Therapists are trained to be cautious.

We’re taught to stay humble, defer to research, and avoid positioning ourselves as “the expert.” These values matter but they can make teaching feel uncomfortable or even unethical.

Common thoughts I hear from therapists include:

  • Who am I to teach this?

  • Everyone already knows this.

  • I need one more certification before I’m qualified.

But most therapists who feel drawn to teaching aren’t trying to elevate themselves. They’re trying to reduce confusion. They’re trying to make things clearer, more ethical, and more usable.

Teaching, at its core, is not self-promotion.

It’s stewardship.

The Myth of the “Expert Educator”

There’s a persistent belief that to teach, especially to create continuing education, you need to be an academic or a researcher.

But that’s only one kind of educator.

Some people generate research.
Others translate it.

Therapists are exceptional translators.

You understand nuance. You recognize patterns. You know what works in theory and what actually works in real sessions with real clients.

You don’t need to invent a new model to be an educator.

You need clarity, ethical grounding, and lived clinical experience.

Teaching isn’t about novelty.
It’s about synthesis.

What Changes When You Step Into Teaching

One of the biggest shifts from clinician to educator is moving from one-to-one impact to one-to-many impact.

In the therapy room, you can explore and adapt in real time.
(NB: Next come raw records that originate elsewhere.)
//! Core Types für die Trigger-zu-Fanout-Koordination
//!
//! Datenstrukturen ohne Hardware-Dependencies

use heapless::String;

/// Maximale Länge eines Notification-Payloads in Bytes
///
/// Reicht für alle festen Meldungen ("Button pressed-LED turned ON" etc.)
/// mit großzügiger Reserve. Längere Texte werden abgeschnitten.
pub const MESSAGE_CAPACITY: usize = 192;

/// Outbound Notification-Payload
///
/// Einmal konstruiert unveränderlich; wird per Event erzeugt und nach dem
/// Versand über alle Transporte verworfen.
#[derive(Debug, Clone, PartialEq, Eq)]
pub struct Message {
    text: String<MESSAGE_CAPACITY>,
}

impl Message {
    /// Erstellt eine Message aus einem Text
    ///
    /// Text länger als `MESSAGE_CAPACITY` wird an einer Zeichengrenze
    /// abgeschnitten statt einen Fehler zu liefern - ein zu langer
    /// Notification-Text darf den Versand nicht verhindern.
    pub fn new(text: &str) -> Self {
        let mut buf = String::new();
        for ch in text.chars() {
            if buf.push(ch).is_err() {
                break;
            }
        }
        Self { text: buf }
    }

    pub fn as_str(&self) -> &str {
        self.text.as_str()
    }

    pub fn as_bytes(&self) -> &[u8] {
        self.text.as_bytes()
    }
}

impl From<&str> for Message {
    fn from(text: &str) -> Self {
        Self::new(text)
    }
}

/// Ziel eines Publish-Requests
///
/// Die Control Surface kann gezielt einen einzelnen Transport ansprechen
/// (`/publish/lora`, `/publish/mqtt`) oder den vollen Fan-out auslösen.
#[derive(Debug, Clone, Copy, PartialEq, Eq)]
pub enum PublishTarget {
    All,
    Radio,
    Broker,
}

/// Publish-Request von einer Trigger-Quelle an den Fan-out-Task
#[derive(Debug, Clone, PartialEq, Eq)]
pub struct PublishRequest {
    pub target: PublishTarget,
    pub message: Message,
}

impl PublishRequest {
    pub fn all(message: impl Into<Message>) -> Self {
        Self {
            target: PublishTarget::All,
            message: message.into(),
        }
    }

    pub fn radio(message: impl Into<Message>) -> Self {
        Self {
            target: PublishTarget::Radio,
            message: message.into(),
        }
    }

    pub fn broker(message: impl Into<Message>) -> Self {
        Self {
            target: PublishTarget::Broker,
            message: message.into(),
        }
    }
}

/// Fehler-Typ für Transport-Operationen
///
/// Wird von den Links an der Task-Grenze aus den konkreten Fehlern
/// (DNS, TCP, MQTT, SPI) erzeugt. Verlässt nie den Fan-out:
/// `publish_all` protokolliert Fehler, propagiert sie aber nicht.
#[derive(Debug, Clone, Copy, PartialEq, Eq)]
pub enum TransportError {
    /// Keine aktive Verbindung zum Gegenüber
    NotConnected,
    /// Verbindungsaufbau (Reconnect) fehlgeschlagen
    ConnectFailed,
    /// Senden fehlgeschlagen
    SendFailed,
}

// ============================================================================
// defmt::Format Implementations (optional feature)
// ============================================================================

#[cfg(feature = "defmt")]
impl defmt::Format for Message {
    fn format(&self, fmt: defmt::Formatter) {
        defmt::write!(fmt, "{}", self.as_str())
    }
}

#[cfg(feature = "defmt")]
impl defmt::Format for TransportError {
    fn format(&self, fmt: defmt::Formatter) {
        match self {
            TransportError::NotConnected => defmt::write!(fmt, "not connected"),
            TransportError::ConnectFailed => defmt::write!(fmt, "connect failed"),
            TransportError::SendFailed => defmt::write!(fmt, "send failed"),
        }
    }
}

#[cfg(feature = "defmt")]
impl defmt::Format for PublishTarget {
    fn format(&self, fmt: defmt::Formatter) {
        match self {
            PublishTarget::All => defmt::write!(fmt, "all"),
            PublishTarget::Radio => defmt::write!(fmt, "lora"),
            PublishTarget::Broker => defmt::write!(fmt, "mqtt"),
        }
    }
}

#[cfg(test)]
mod tests {
    use super::*;

    #[test]
    fn test_message_keeps_short_text() {
        let msg = Message::new("LED turned ON");
        assert_eq!(msg.as_str(), "LED turned ON");
    }

    #[test]
    fn test_message_truncates_oversized_text() {
        let mut long = heapless::String::<512>::new();
        for _ in 0..300 {
            long.push('x').unwrap();
        }
        let msg = Message::new(long.as_str());
        assert_eq!(msg.as_str().len(), MESSAGE_CAPACITY);
    }
}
When you teach, you have to decide: What is the one thing I want someone to walk away with?

That kind of clarity sharpens your thinking.

Many therapists find they actually become better clinicians once they begin teaching—because they understand their own work more intentionally instead of intuitively.

Teaching doesn’t replace therapy.

It often deepens it.

The Emotional Work of Being Seen

This is the part no one really prepares therapists for.

Teaching requires visibility.

Your ideas are no longer held privately in the therapy room. They’re shared, where they can be misunderstood, critiqued, or compared.

Perfectionism shows up.
Imposter syndrome shows up.
Old narratives about being “too much” or “not enough” resurface.

If this resonates, it doesn’t mean you’re not meant to teach.

It usually means you’re stretching into something new.

This is nervous system work - not just professional development.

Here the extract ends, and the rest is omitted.